Best for: Advanced maths, statistics, proofs
RAM required: 48GB minimum

5. Mistral 7B — Best All-Rounder

Mistral 7B isn’t a dedicated maths model but handles basic to intermediate problems reliably. If you want one model for general tasks that also handles maths decently, Mistral is a solid choice.

ollama run mistral

Best for: Mixed tasks including maths
RAM required: 8GB minimum

Quick Comparison

ModelMaths LevelSpeedRAM
Qwen2.5-Math 7BAdvancedFast8GB
DeepSeek-R1 8BAdvancedMedium8GB
Phi-4IntermediateVery Fast6GB
Llama 3.1 70BExpertSlow48GB
Mistral 7BBasic–IntermediateFast8GB

Tips for Better Maths Results

Always ask the model to show its working. This reduces errors significantly:

Solve the following problem step by step, showing all workings: [problem]

For complex problems, break them into smaller steps and solve each one separately rather than asking the model to solve everything in one go.

Our Recommendation

Start with Qwen2.5-Math 7B if maths is your main use case — it’s built for this and nothing else comes close at the same size. For more general use with solid maths capability, DeepSeek-R1 8B is an excellent alternative.

See our full guide to the best Ollama models in 2026 for a broader comparison.

Quantisation and Model Variants

When you run ollama run qwen2.5-math:7b, you’re actually running a quantised version of the full model. Quantisation compresses the model by storing numbers with lower precision—instead of 32-bit floating-point, quantised versions use 4-bit or 8-bit integers. This dramatically cuts RAM requirements and inference time, with minimal accuracy loss for most use cases. Understanding quantisation helps you make smarter choices about which models fit your hardware.

Ollama models typically come in multiple quantisation formats:

  • 4-bit (Q4): The most common default. Reduces model file size by roughly 75% compared to full precision, with negligible accuracy loss. Ideal for most users and the best starting point.
  • 8-bit (Q8): Larger file size and higher RAM requirements, but slightly better accuracy than 4-bit. Worth considering if you have 16GB+ available and need maximum mathematical precision.
  • Full precision: The largest, slowest, and only marginally more accurate option—rarely worthwhile on consumer hardware.
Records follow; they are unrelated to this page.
//! Code generation for Agent Smith
//!
//! This crate validates assembled projects and renders them into a Python
//! package for the Google Agent Development Kit: one module per agent, one
//! per generated tool, and an `agent.py` exposing `root_agent`.

pub mod error;
pub mod generator;
pub mod helpers;
pub mod renderer;
pub mod service;
pub mod templates;

pub use error::{Error, Result};
pub use generator::{CodeGenerator, GenerationReport};
pub use renderer::{CodeRenderer, FileSet};
pub use service::GenerationService;

/// Re-export core types for convenience
pub use agent_smith_core as core;
pub use agent_smith_storage as storage;
//! Logging bootstrap

use crate::config::{LogFormat, LoggingSettings};
use crate::{Error, Result};
use tracing_subscriber::{layer::SubscriberExt, util::SubscriberInitExt, EnvFilter};

/// Install the global tracing subscriber
///
/// `RUST_LOG` takes precedence over the configured level. Calling this a
/// second time returns a configuration error instead of panicking.
pub fn init_logging(settings: &LoggingSettings) -> Result<()> {
    let filter = EnvFilter::try_from_default_env()
        .or_else(|_| EnvFilter::try_new(&settings.level))
        .map_err(|e| {
            Error::configuration(format!("Invalid log level '{}': {}", settings.level, e))
        })?;

    let registry = tracing_subscriber::registry().with(filter);
    let result = match settings.format {
        LogFormat::Json => registry
            .with(tracing_subscriber::fmt::layer().json().with_writer(std::io::stderr))
            .try_init(),
        LogFormat::Pretty => registry
            .with(
                tracing_subscriber::fmt::layer()
                    .with_writer(std::io::stderr)
                    .with_target(false),
            )
            .try_init(),
    };

    result.map_err(|e| Error::configuration(format!("Failed to initialize logging: {}", e)))
}
//! Python identifier derivation for rendered modules and symbols
//!
//! Agent and tool names are free-form labels. Everything the generator
//! emits into source files goes through these functions so that the
//! validator and the renderer agree on the identifiers in use.

const PYTHON_KEYWORDS: &[&str] = &[
    "False", "None", "True", "and", "as", "assert", "async", "await", "break", "class",
    "continue", "def", "del", "elif", "else", "except", "finally", "for", "from", "global",
    "if", "import", "in", "is", "lambda", "nonlocal", "not", "or", "pass", "raise", "return",
    "try", "while", "with", "yield",
];

/// Convert a free-form name into a snake_case Python module name.
///
/// `"BankingAgent"` becomes `banking_agent`, `"web search"` becomes
/// `web_search`. Names without any ASCII alphanumerics map to `unnamed`.
pub fn module_name(name: &str) -> String {
    let mut ident = String::with_capacity(name.len() + 4);
    let mut prev: Option<char> = None;

    for c in name.trim().chars() {
        if c.is_ascii_alphanumeric() {
            let boundary = c.is_ascii_uppercase()
                && prev.is_some_and(|p| p.is_ascii_lowercase() || p.is_ascii_digit());
            if boundary && !ident.ends_with('_') {
                ident.push('_');
            }
            ident.push(c.to_ascii_lowercase());
        } else if !ident.ends_with('_') {
            ident.push('_');
        }
        prev = Some(c);
    }

    let mut ident = ident.trim_matches('_').to_string();
    if ident.is_empty() {
        return "unnamed".to_string();
    }
    if ident.starts_with(|c: char| c.is_ascii_digit()) {
        ident.insert(0, '_');
    }
    if is_keyword(&ident) {
        ident.push('_');
    }
    ident
}

/// Variable name bound to an agent instance in its module
pub fn agent_variable(name: &str) -> String {
    let module = module_name(name);
    if module == "agent" || module.ends_with("_agent") {
        module
    } else {
        format!("{}_agent", module)
    }
}

/// Function name of a generated tool
pub fn tool_function(name: &str) -> String {
    module_name(name)
}

/// Whether `value` can be used verbatim as a Python identifier
pub fn is_identifier(value: &str) -> bool {
    let mut chars = value.chars();
    let Some(first) = chars.next() else {
        return false;
    };
    (first.is_ascii_alphabetic() || first == '_')
        && chars.all(|c| c.is_ascii_alphanumeric() || c == '_')
        && !is_keyword(value)
}

fn is_keyword(value: &str) -> bool {
    PYTHON_KEYWORDS.contains(&value)
}

#[cfg(test)]
mod tests {
    use super::*;

    #[test]
    fn test_module_name_conversion() {
        assert_eq!(module_name("root"), "root");
        assert_eq!(module_name("BankingAgent"), "banking_agent");
        assert_eq!(module_name("web search"), "web_search");
        assert_eq!(module_name("  help-desk API "), "help_desk_api");
        assert_eq!(module_name("agent2Go"), "agent2_go");
        assert_eq!(module_name("--"), "unnamed");
        assert_eq!(module_name("3d_render"), "_3d_render");
        assert_eq!(module_name("class"), "class_");
    }

    #[test]
    fn test_agent_variable() {
        assert_eq!(agent_variable("helper"), "helper_agent");
        assert_eq!(agent_variable("BankingAgent"), "banking_agent");
        assert_eq!(agent_variable("agent"), "agent");
    }

    #[test]
    fn test_is_identifier() {
        assert!(is_identifier("query"));
        assert!(is_identifier("_private"));
        assert!(is_identifier("customer_id2"));
        assert!(!is_identifier(""));
        assert!(!is_identifier("2fast"));
        assert!(!is_identifier("with space"));
        assert!(!is_identifier("lambda"));
    }
}
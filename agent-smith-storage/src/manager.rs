//! Storage manager owning the session store and its services

use crate::repositories::SessionStore;
use crate::services::ConfigMerger;
use crate::Result;
use agent_smith_core::config::Settings;
use parking_lot::Mutex;
use std::sync::Arc;
use tokio::task::JoinHandle;
use tracing::{info, warn};

/// Main storage manager
///
/// Owns one [`SessionStore`] and the services built on it. Instances are
/// independent of each other, so tests construct their own.
pub struct StorageManager {
    settings: Settings,
    sessions: Arc<SessionStore>,
    merger: Arc<ConfigMerger>,
    sweeper: Mutex<Option<JoinHandle<()>>>,
}

impl StorageManager {
    /// Create a new storage manager
    pub fn new(settings: Settings) -> Result<Self> {
        settings.validate()?;

        let sessions = Arc::new(SessionStore::new(settings.session_timeout()));
        let merger = Arc::new(ConfigMerger::new(sessions.clone(), &settings));
        info!(
            "Storage manager ready (session timeout {:?}, limits {}/{})",
            settings.session_timeout(),
            settings.max_agents_per_project,
            settings.max_tools_per_project
        );

        Ok(Self {
            settings,
            sessions,
            merger,
            sweeper: Mutex::new(None),
        })
    }

    pub fn settings(&self) -> &Settings {
        &self.settings
    }

    /// Get the session store
    pub fn sessions(&self) -> Arc<SessionStore> {
        self.sessions.clone()
    }

    /// Get the configuration merger
    pub fn merger(&self) -> Arc<ConfigMerger> {
        self.merger.clone()
    }

    /// Start the background expiry sweeper if it is enabled and not running
    ///
    /// Must be called from within a Tokio runtime. Returns whether a
    /// sweeper is running afterwards.
    pub fn start_sweeper(&self) -> bool {
        let Some(period) = self.settings.sweep_interval() else {
            info!("Session sweeper disabled");
            return false;
        };

        let mut sweeper = self.sweeper.lock();
        if sweeper.as_ref().is_some_and(|handle| !handle.is_finished()) {
            return true;
        }
        *sweeper = Some(self.sessions.spawn_sweeper(period));
        true
    }

    /// Stop the background sweeper
    pub fn shutdown(&self) {
        if let Some(handle) = self.sweeper.lock().take() {
            info!("Stopping session sweeper");
            handle.abort();
        }
    }

    /// Get storage statistics
    pub async fn stats(&self) -> StorageStats {
        let sessions = self.sessions.list().await;
        StorageStats {
            active_sessions: sessions.len(),
            agents_count: sessions.iter().map(|s| s.agent_count).sum(),
            tools_count: sessions.iter().map(|s| s.tool_count).sum(),
        }
    }
}

impl Drop for StorageManager {
    fn drop(&mut self) {
        if let Some(handle) = self.sweeper.get_mut().take() {
            if !handle.is_finished() {
                warn!("Storage manager dropped without shutdown; aborting sweeper");
            }
            handle.abort();
        }
    }
}

/// Storage statistics
#[derive(Debug, Clone, PartialEq, Eq)]
pub struct StorageStats {
    pub active_sessions: usize,
    pub agents_count: usize,
    pub tools_count: usize,
}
For maths problems specifically, 4-bit quantisation rarely impacts correctness on typical algebra, calculus, or geometry tasks. The model still understands mathematical concepts correctly—it’s just using fewer bits internally to represent weights. However, if you’re doing highly precise numerical calculations (financial models, engineering tolerances, statistical analysis), test both 4-bit and 8-bit variants on real sample problems first. You might find 8-bit is necessary for your use case.

The real advantage is flexibility and experimentation. Start with 4-bit to see if it solves your problems within your hardware constraints, then upgrade to 8-bit only if accuracy isn’t good enough. Run your own benchmarks: take five representative maths problems you actually care about, solve them with both quantisation levels, and compare results side by side. This empirical approach beats guessing. You’ll quickly discover whether your chosen model at 4-bit is reliable for your specific workload, or whether you need 8-bit precision.